Exercise | For every line in the records below that holds "const", make a copy.

Supplied records |
----

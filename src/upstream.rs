//! Upstream bridge - the single connection to the chat server.
//!
//! The bridge registers, answers keepalive pings itself, hands every other
//! line to the dispatch loop and writes the dispatch loop's outgoing lines.
//! When the link drops it reports [`UpstreamEvent::Lost`] and stops; there
//! is no reconnect.
//!
//! Reading and writing run as two halves of one task, so a read waiting on
//! a full event queue never holds up the outgoing queue. Keepalive replies
//! reach the write half over their own small queue.

use futures_util::{SinkExt, StreamExt};
use hatcog_proto::command::{NICK, PING, PONG};
use hatcog_proto::LineCodec;
use tokio::net::tcp::{OwnedReadHalf, OwnedWriteHalf};
use tokio::net::TcpStream;
use tokio::sync::mpsc;
use tokio_util::codec::{FramedRead, FramedWrite};
use tracing::{debug, info, instrument, warn};

use crate::config::UpstreamConfig;
use crate::error::DaemonError;

/// Pending keepalive replies.
const PONG_QUEUE: usize = 8;

/// What the bridge reports to the dispatch loop.
#[derive(Debug, Clone, PartialEq, Eq)]
pub enum UpstreamEvent {
    /// One raw protocol line, terminator stripped.
    Line(String),
    /// The link is gone.
    Lost(String),
}

/// A registered upstream connection.
pub struct Upstream {
    addr: String,
    reader: FramedRead<OwnedReadHalf, LineCodec>,
    writer: FramedWrite<OwnedWriteHalf, LineCodec>,
}

impl Upstream {
    /// Connect and send the registration lines.
    pub async fn connect(config: &UpstreamConfig, max_line_len: usize) -> Result<Self, DaemonError> {
        let stream = TcpStream::connect(&config.address).await.map_err(|source| {
            DaemonError::UpstreamConnect {
                addr: config.address.clone(),
                source,
            }
        })?;
        info!(addr = %config.address, "Connected upstream");

        let (read_half, write_half) = stream.into_split();
        let reader = FramedRead::new(read_half, LineCodec::with_max_len(max_line_len));
        let mut writer = FramedWrite::new(write_half, LineCodec::with_max_len(max_line_len));
        let registration = [
            format!("{NICK} {}", config.nick),
            format!("USER {} 0 * :{}", config.username(), config.realname()),
        ];
        for line in registration {
            writer
                .send(line)
                .await
                .map_err(|e| DaemonError::UpstreamLost(e.to_string()))?;
        }

        Ok(Self {
            addr: config.address.clone(),
            reader,
            writer,
        })
    }

    /// Pump lines both ways until the link drops or the dispatch loop goes away.
    #[instrument(skip_all, fields(addr = %self.addr), name = "upstream")]
    pub async fn run(self, events: mpsc::Sender<UpstreamEvent>, outgoing: mpsc::Receiver<String>) {
        let (pong_tx, pong_rx) = mpsc::channel(PONG_QUEUE);

        let lost = tokio::select! {
            lost = read_lines(self.reader, &events, pong_tx) => lost,
            lost = write_lines(self.writer, outgoing, pong_rx) => lost,
        };

        match lost {
            Some(reason) => {
                warn!(%reason, "Upstream connection lost");
                let _ = events.send(UpstreamEvent::Lost(reason)).await;
            }
            None => debug!("Dispatch loop gone - stopping"),
        }
    }
}

/// Read half. Returns the loss reason, or `None` once the dispatch loop is gone.
async fn read_lines(
    mut reader: FramedRead<OwnedReadHalf, LineCodec>,
    events: &mpsc::Sender<UpstreamEvent>,
    pongs: mpsc::Sender<String>,
) -> Option<String> {
    loop {
        match reader.next().await {
            Some(Ok(Ok(line))) => {
                if let Some(pong) = pong_for(&line) {
                    debug!(%line, "Answering keepalive");
                    if pongs.send(pong).await.is_err() {
                        return None;
                    }
                    continue;
                }
                if events.send(UpstreamEvent::Line(line)).await.is_err() {
                    return None;
                }
            }
            Some(Ok(Err(e))) => debug!(error = %e, "Dropping unreadable upstream line"),
            Some(Err(e)) => return Some(e.to_string()),
            None => return Some("connection closed by server".to_string()),
        }
    }
}

/// Write half: dispatch output and keepalive replies, in arrival order.
async fn write_lines(
    mut writer: FramedWrite<OwnedWriteHalf, LineCodec>,
    mut outgoing: mpsc::Receiver<String>,
    mut pongs: mpsc::Receiver<String>,
) -> Option<String> {
    loop {
        let line = tokio::select! {
            Some(pong) = pongs.recv() => pong,
            line = outgoing.recv() => match line {
                Some(line) => {
                    debug!(%line, "Sending upstream");
                    line
                }
                None => return None,
            },
        };
        if let Err(e) = writer.send(line).await {
            return Some(e.to_string());
        }
    }
}

/// The reply to a server keepalive, or `None` for any other line.
fn pong_for(line: &str) -> Option<String> {
    let rest = line.strip_prefix(PING)?;
    if rest.is_empty() || rest.starts_with(' ') {
        Some(format!("{PONG}{rest}"))
    } else {
        None
    }
}
//! The decoded message type and its record encoding.
//!
//! Local clients receive one JSON record per line. Field names are the ones
//! existing thin clients read (`Network`, `Raw`, `Received`, ...), so the
//! serde attributes below are part of the wire contract.

use chrono::{DateTime, Utc};
use serde::{Deserialize, Serialize};

use crate::command::{NICK, NOTICE};
use crate::error::ProtocolError;

/// Record delimiter between daemon and local clients.
pub const RECORD_DELIM: u8 = b'\n';

/// A decoded protocol line.
#[derive(Clone, Debug, PartialEq, Eq, Serialize, Deserialize)]
#[serde(rename_all = "PascalCase")]
pub struct Message {
    /// Logical name of the upstream server; filled by the daemon, not the parser.
    pub network: String,
    /// Sanitized wire text.
    pub raw: String,
    /// Capture time.
    #[serde(rename = "Received")]
    pub received_at: DateTime<Utc>,
    /// Originating nickname, empty if none.
    pub user: String,
    /// Originating host, empty if none.
    pub host: String,
    /// Protocol verb or numeric. Never empty for a parsed line.
    pub command: String,
    /// Positional parameters, trailing segment excluded.
    pub args: Vec<String>,
    /// Trailing segment, empty if absent.
    pub content: String,
    /// Whether the trailing segment arrived as a CTCP body.
    #[serde(rename = "IsCTCP")]
    pub is_ctcp: bool,
    /// Target channel or private-message peer.
    pub channel: String,
}

impl Message {
    /// An empty message with only a command, stamped now.
    pub fn new(command: impl Into<String>) -> Self {
        Self {
            network: String::new(),
            raw: String::new(),
            received_at: Utc::now(),
            user: String::new(),
            host: String::new(),
            command: command.into(),
            args: Vec::new(),
            content: String::new(),
            is_ctcp: false,
            channel: String::new(),
        }
    }

    /// A daemon-originated notice for local clients.
    ///
    /// ```
    /// use hatcog_proto::Message;
    ///
    /// let msg = Message::notice("upstream connection lost");
    /// assert_eq!(msg.command, "NOTICE");
    /// assert_eq!(msg.content, "upstream connection lost");
    /// ```
    pub fn notice(text: impl Into<String>) -> Self {
        let mut msg = Self::new(NOTICE);
        msg.content = text.into();
        msg
    }

    /// Tell a local client which nickname the daemon is using.
    ///
    /// The user field is left empty, which clients read as "this is you".
    pub fn nick(nick: impl Into<String>) -> Self {
        let mut msg = Self::new(NICK);
        msg.content = nick.into();
        msg
    }

    /// Set the network name.
    #[must_use]
    pub fn with_network(mut self, network: impl Into<String>) -> Self {
        self.network = network.into();
        self
    }

    /// Set the channel.
    #[must_use]
    pub fn with_channel(mut self, channel: impl Into<String>) -> Self {
        self.channel = channel.into();
        self
    }

    /// Encode as a newline-terminated record.
    pub fn to_record(&self) -> Result<Vec<u8>, ProtocolError> {
        serialize(self)
    }

    /// Decode one record, with or without its trailing delimiter.
    pub fn from_record(record: &[u8]) -> Result<Self, ProtocolError> {
        let record = record.strip_suffix(b"\r\n").unwrap_or(record);
        let record = record.strip_suffix(&[RECORD_DELIM]).unwrap_or(record);
        Ok(serde_json::from_slice(record)?)
    }
}

/// Encode a message as one newline-terminated JSON record.
pub fn serialize(msg: &Message) -> Result<Vec<u8>, ProtocolError> {
    let mut data = serde_json::to_vec(msg)?;
    data.push(RECORD_DELIM);
    Ok(data)
}
//! Local directives: the text lines thin clients send to the daemon.
//!
//! A client speaks in slash commands and plain text. Most of it turns into
//! one upstream line; a few directives (`/private`, `/quit`) only change
//! local state.

use hatcog_proto::command::{JOIN, NAMES, PART, PRIVMSG, TOPIC};
use hatcog_proto::format::sanitize;
use hatcog_proto::Ctcp;

/// One parsed client line.
#[derive(Debug, Clone, PartialEq, Eq)]
pub enum Directive {
    /// `/join #chan`: bind and join upstream.
    Join(String),
    /// `/private peer` or `/query peer`: bind to a private-message peer.
    Private(String),
    /// `/quit`: close this connection only.
    Quit,
    /// `/me text`: a CTCP ACTION to the bound target.
    Me(String),
    /// `/part`, `/names`, `/topic` with no arguments: scoped to the binding.
    Scoped(&'static str),
    /// Any other slash command, already rewritten as an upstream line.
    Raw(String),
    /// Plain text for the bound target.
    Say(String),
}

impl Directive {
    /// Parse a client line. Blank lines (and a bare `/me` or `/`) yield `None`.
    pub fn parse(line: &str) -> Option<Self> {
        let line = sanitize(line);
        if line.is_empty() {
            return None;
        }

        let Some(command) = line.strip_prefix('/') else {
            return Some(Self::Say(line.to_owned()));
        };
        let (verb, rest) = match command.split_once(' ') {
            Some((verb, rest)) => (verb, rest.trim()),
            None => (command, ""),
        };
        if verb.is_empty() {
            return None;
        }
        let target = rest.split(' ').next().unwrap_or_default();

        let directive = match (verb.to_ascii_lowercase().as_str(), rest) {
            ("quit", _) => Self::Quit,
            ("me", "") => return None,
            ("me", text) => Self::Me(text.to_owned()),
            ("join", r) if !r.is_empty() => Self::Join(target.to_owned()),
            ("private" | "query", r) if !r.is_empty() => Self::Private(target.to_owned()),
            ("part", "") => Self::Scoped(PART),
            ("names", "") => Self::Scoped(NAMES),
            ("topic", "") => Self::Scoped(TOPIC),
            (_, "") => Self::Raw(verb.to_ascii_uppercase()),
            (_, r) => Self::Raw(format!("{} {}", verb.to_ascii_uppercase(), r)),
        };
        Some(directive)
    }

    /// Whether this directive means nothing without a bound target.
    pub fn needs_binding(&self) -> bool {
        matches!(self, Self::Me(_) | Self::Say(_))
    }

    /// The line to send upstream, if any, given the connection's binding.
    pub fn upstream_line(&self, bound: Option<&str>) -> Option<String> {
        match self {
            Self::Join(channel) => Some(format!("{JOIN} {channel}")),
            Self::Private(_) | Self::Quit => None,
            Self::Me(text) => {
                bound.map(|target| format!("{PRIVMSG} {target} :{}", Ctcp::action(text)))
            }
            Self::Scoped(verb) => Some(match bound {
                Some(target) => format!("{verb} {target}"),
                None => (*verb).to_owned(),
            }),
            Self::Raw(line) => Some(line.clone()),
            Self::Say(text) => bound.map(|target| format!("{PRIVMSG} {target} :{text}")),
        }
    }
}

----

Answer to this task |
const PONG_QUEUE: usize = 8;
pub const RECORD_DELIM: u8 = b'\n';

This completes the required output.